> _Saved entries_:
- Opening Delimiter -

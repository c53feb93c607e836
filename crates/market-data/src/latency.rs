use crate::types::TimestampMs;

pub const DEFAULT_ALPHA: f64 = 0.1;

/// Exponentially weighted estimate of `local clock - venue timestamp`.
///
/// The centralized venue's spot book stream carries no timestamp, so its
/// points are stamped `now - estimate` instead.
#[derive(Debug, Clone, Copy)]
pub struct LatencyEstimator {
    estimate_ms: f64,
    alpha: f64,
}

impl LatencyEstimator {
    pub fn new() -> Self {
        Self::with_alpha(DEFAULT_ALPHA)
    }

    pub fn with_alpha(alpha: f64) -> Self {
        Self {
            estimate_ms: 0.0,
            alpha: alpha.clamp(f64::MIN_POSITIVE, 1.0),
        }
    }

    /// Fold in one sample taken from a trusted venue timestamp
    pub fn update(&mut self, now: TimestampMs, venue_ts: TimestampMs) -> f64 {
        let sample = (now - venue_ts) as f64;
        self.estimate_ms = self.estimate_ms * (1.0 - self.alpha) + sample * self.alpha;
        self.estimate_ms
    }

    pub fn read(&self) -> f64 {
        self.estimate_ms
    }

    /// Venue-clock timestamp for a locally observed event
    pub fn adjust(&self, now: TimestampMs) -> TimestampMs {
        now - self.estimate_ms.round() as i64
    }

    pub fn alpha(&self) -> f64 {
        self.alpha
    }
}

impl Default for LatencyEstimator {
    fn default() -> Self {
        Self::new()
    }
}
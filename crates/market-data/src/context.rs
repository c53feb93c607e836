use crate::latency::LatencyEstimator;
use crate::types::TimestampMs;
use common::Mode;
use config::QuotingConfig;

/// Operator mode and clock-skew estimate shared by the normalizer and the
/// fair-value generator
#[derive(Debug, Clone, Copy, Default)]
pub struct QuoteContext {
    mode: Mode,
    latency: LatencyEstimator,
}

impl QuoteContext {
    pub fn new(mode: Mode, latency: LatencyEstimator) -> Self {
        Self { mode, latency }
    }

    pub fn from_config(config: &QuotingConfig) -> Self {
        Self::new(config.initial_mode, LatencyEstimator::with_alpha(config.latency_alpha))
    }

    pub fn mode(&self) -> Mode {
        self.mode
    }

    pub fn set_mode(&mut self, mode: Mode) -> Mode {
        self.mode = mode;
        self.mode
    }

    pub fn toggle_mode(&mut self) -> Mode {
        self.set_mode(self.mode.toggled())
    }

    pub fn latency(&self) -> &LatencyEstimator {
        &self.latency
    }

    /// Record a trusted venue timestamp, returns the new estimate
    pub fn record_venue_timestamp(&mut self, now: TimestampMs, venue_ts: TimestampMs) -> f64 {
        self.latency.update(now, venue_ts)
    }

    /// Timestamp for locally derived or untimestamped events
    pub fn venue_time(&self, now: TimestampMs) -> TimestampMs {
        self.latency.adjust(now)
    }
}
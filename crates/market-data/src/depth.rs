//! Depth-weighted price
//!
//! Converts a ladder into the price at which a given notional could be
//! executed against it.

use crate::error::MarketDataError;
use crate::types::PriceLevel;
use crate::Result;

pub const DEFAULT_TARGET_NOTIONAL: f64 = 5000.0;
pub const DEFAULT_FALLBACK_DIVISOR: f64 = 1.01;

/// Walk `levels` best to worst until the cumulative notional strictly
/// exceeds `target_notional` and return that level's price.
///
/// An exhausted ladder returns the worst price divided by
/// `fallback_divisor`.
pub fn depth_weighted_price(
    levels: &[PriceLevel],
    target_notional: f64,
    fallback_divisor: f64,
) -> Result<f64> {
    let worst = levels
        .last()
        .ok_or_else(|| MarketDataError::invalid_input("empty depth ladder"))?;

    let mut cumulative = 0.0;
    for level in levels {
        validate_level(level)?;
        cumulative += level.notional();
        if cumulative > target_notional {
            return Ok(level.price);
        }
    }

    let fallback = worst.price / fallback_divisor;
    if !fallback.is_finite() {
        return Err(MarketDataError::unexpected(format!(
            "depth fallback is not finite: {} / {}",
            worst.price, fallback_divisor
        )));
    }
    Ok(fallback)
}

fn validate_level(level: &PriceLevel) -> Result<()> {
    if !(level.price.is_finite() && level.price > 0.0) {
        return Err(MarketDataError::invalid_input(format!(
            "level price must be positive, got {}",
            level.price
        )));
    }
    if !(level.size.is_finite() && level.size >= 0.0) {
        return Err(MarketDataError::invalid_input(format!(
            "level size must be non-negative, got {}",
            level.size
        )));
    }
    Ok(())
}

#[cfg(test)]
mod tests {
    use super::*;
    use assert_matches::assert_matches;

    fn ladder(levels: &[(f64, f64)]) -> Vec<PriceLevel> {
        levels.iter().map(|&(p, s)| PriceLevel::new(p, s)).collect()
    }

    #[test]
    fn test_threshold_crossed_on_second_level() {
        let levels = ladder(&[(100.0, 10.0), (99.0, 50.0)]);
        let price = depth_weighted_price(&levels, DEFAULT_TARGET_NOTIONAL, DEFAULT_FALLBACK_DIVISOR).unwrap();
        assert_eq!(price, 99.0);
    }

    #[test]
    fn test_equal_notional_does_not_cross() {
        // exactly 5000 on the first level, crossing needs the second
        let levels = ladder(&[(100.0, 50.0), (99.0, 1.0)]);
        let price = depth_weighted_price(&levels, 5000.0, DEFAULT_FALLBACK_DIVISOR).unwrap();
        assert_eq!(price, 99.0);
    }

    #[test]
    fn test_exhausted_ladder_falls_back() {
        let levels = ladder(&[(100.0, 1.0), (99.0, 1.0)]);
        let price = depth_weighted_price(&levels, DEFAULT_TARGET_NOTIONAL, DEFAULT_FALLBACK_DIVISOR).unwrap();
        assert!((price - 99.0 / 1.01).abs() < 1e-9);
    }

    #[test]
    fn test_empty_ladder_is_invalid() {
        assert_matches!(
            depth_weighted_price(&[], DEFAULT_TARGET_NOTIONAL, DEFAULT_FALLBACK_DIVISOR),
            Err(MarketDataError::InvalidInput(_))
        );
    }

    #[test]
    fn test_bad_level_is_invalid() {
        let levels = ladder(&[(f64::NAN, 1.0)]);
        assert_matches!(
            depth_weighted_price(&levels, DEFAULT_TARGET_NOTIONAL, DEFAULT_FALLBACK_DIVISOR),
            Err(MarketDataError::InvalidInput(_))
        );

        let levels = ladder(&[(100.0, -1.0)]);
        assert_matches!(
            depth_weighted_price(&levels, DEFAULT_TARGET_NOTIONAL, DEFAULT_FALLBACK_DIVISOR),
            Err(MarketDataError::InvalidInput(_))
        );
    }
}
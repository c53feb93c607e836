//! Cross-venue fair-value engine for Stalegun
//!
//! This crate turns Binance and Hyperliquid market data into a synthetic
//! reference quote for one instrument.
//!
//! # Core Components
//!
//! - [`normalizer`] / [`wire`] - Venue payloads to uniform events
//! - [`latency`] - Clock-skew estimate for the untimestamped spot book
//! - [`store`] - Per-series ordered points with retention and notifications
//! - [`depth`] - Executable price for a target notional
//! - [`divergence`] - Rolling perp/futures ratio distributions
//! - [`fair_value`] - Theoretical prices, quote and trade markers
//! - [`engine`] - Single-writer processing step
//! - [`coordinator`] - Async handle around the engine
//!
//! # Key Invariants
//!
//! - A message is processed to completion before the next one
//! - At most one fair-value cycle runs per message
//! - A cycle with missing input data emits nothing and changes no state
//! - Synthetic points are stamped in the futures venue's clock

pub mod clock;
pub mod context;
pub mod coordinator;
pub mod depth;
pub mod divergence;
pub mod engine;
pub mod error;
pub mod fair_value;
pub mod latency;
pub mod normalizer;
pub mod store;
pub mod types;
pub mod wire;

pub use clock::{Clock, ManualClock, SharedClock, SystemClock};
pub use context::QuoteContext;
pub use coordinator::StalegunCoordinator;
pub use engine::{HandleReport, QuoteEngine};
pub use error::MarketDataError;
pub use fair_value::{CycleOutcome, FairValueGenerator, Quote, TradeMarker};
pub use store::{OrderingPolicy, TimeSeriesStore};
pub use types::{DataPoint, FeedMessage, NormalizedEvent, PriceLevel, SeriesUpdate, TimestampMs};

pub type Result<T> = std::result::Result<T, MarketDataError>;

- Closing Delimiter -

> _Exercise_: Your task is to repeat the records exactly. Begin at their first line and stop after the line containing "use common::Mode;".

> _Your solution_:
repository c53feb93c607e836
filename crates/market-data/src/latency.rs
use crate::types::TimestampMs;

pub const DEFAULT_ALPHA: f64 = 0.1;

/// Exponentially weighted estimate of `local clock - venue timestamp`.
///
/// The centralized venue's spot book stream carries no timestamp, so its
/// points are stamped `now - estimate` instead.
#[derive(Debug, Clone, Copy)]
pub struct LatencyEstimator {
    estimate_ms: f64,
    alpha: f64,
}

impl LatencyEstimator {
    pub fn new() -> Self {
        Self::with_alpha(DEFAULT_ALPHA)
    }

    pub fn with_alpha(alpha: f64) -> Self {
        Self {
            estimate_ms: 0.0,
            alpha: alpha.clamp(f64::MIN_POSITIVE, 1.0),
        }
    }

    /// Fold in one sample taken from a trusted venue timestamp
    pub fn update(&mut self, now: TimestampMs, venue_ts: TimestampMs) -> f64 {
        let sample = (now - venue_ts) as f64;
        self.estimate_ms = self.estimate_ms * (1.0 - self.alpha) + sample * self.alpha;
        self.estimate_ms
    }

    pub fn read(&self) -> f64 {
        self.estimate_ms
    }

    /// Venue-clock timestamp for a locally observed event
    pub fn adjust(&self, now: TimestampMs) -> TimestampMs {
        now - self.estimate_ms.round() as i64
    }

    pub fn alpha(&self) -> f64 {
        self.alpha
    }
}

impl Default for LatencyEstimator {
    fn default() -> Self {
        Self::new()
    }
}
filename crates/market-data/src/context.rs
repository c53feb93c607e836
use crate::latency::LatencyEstimator;
use crate::types::TimestampMs;
use common::Mode;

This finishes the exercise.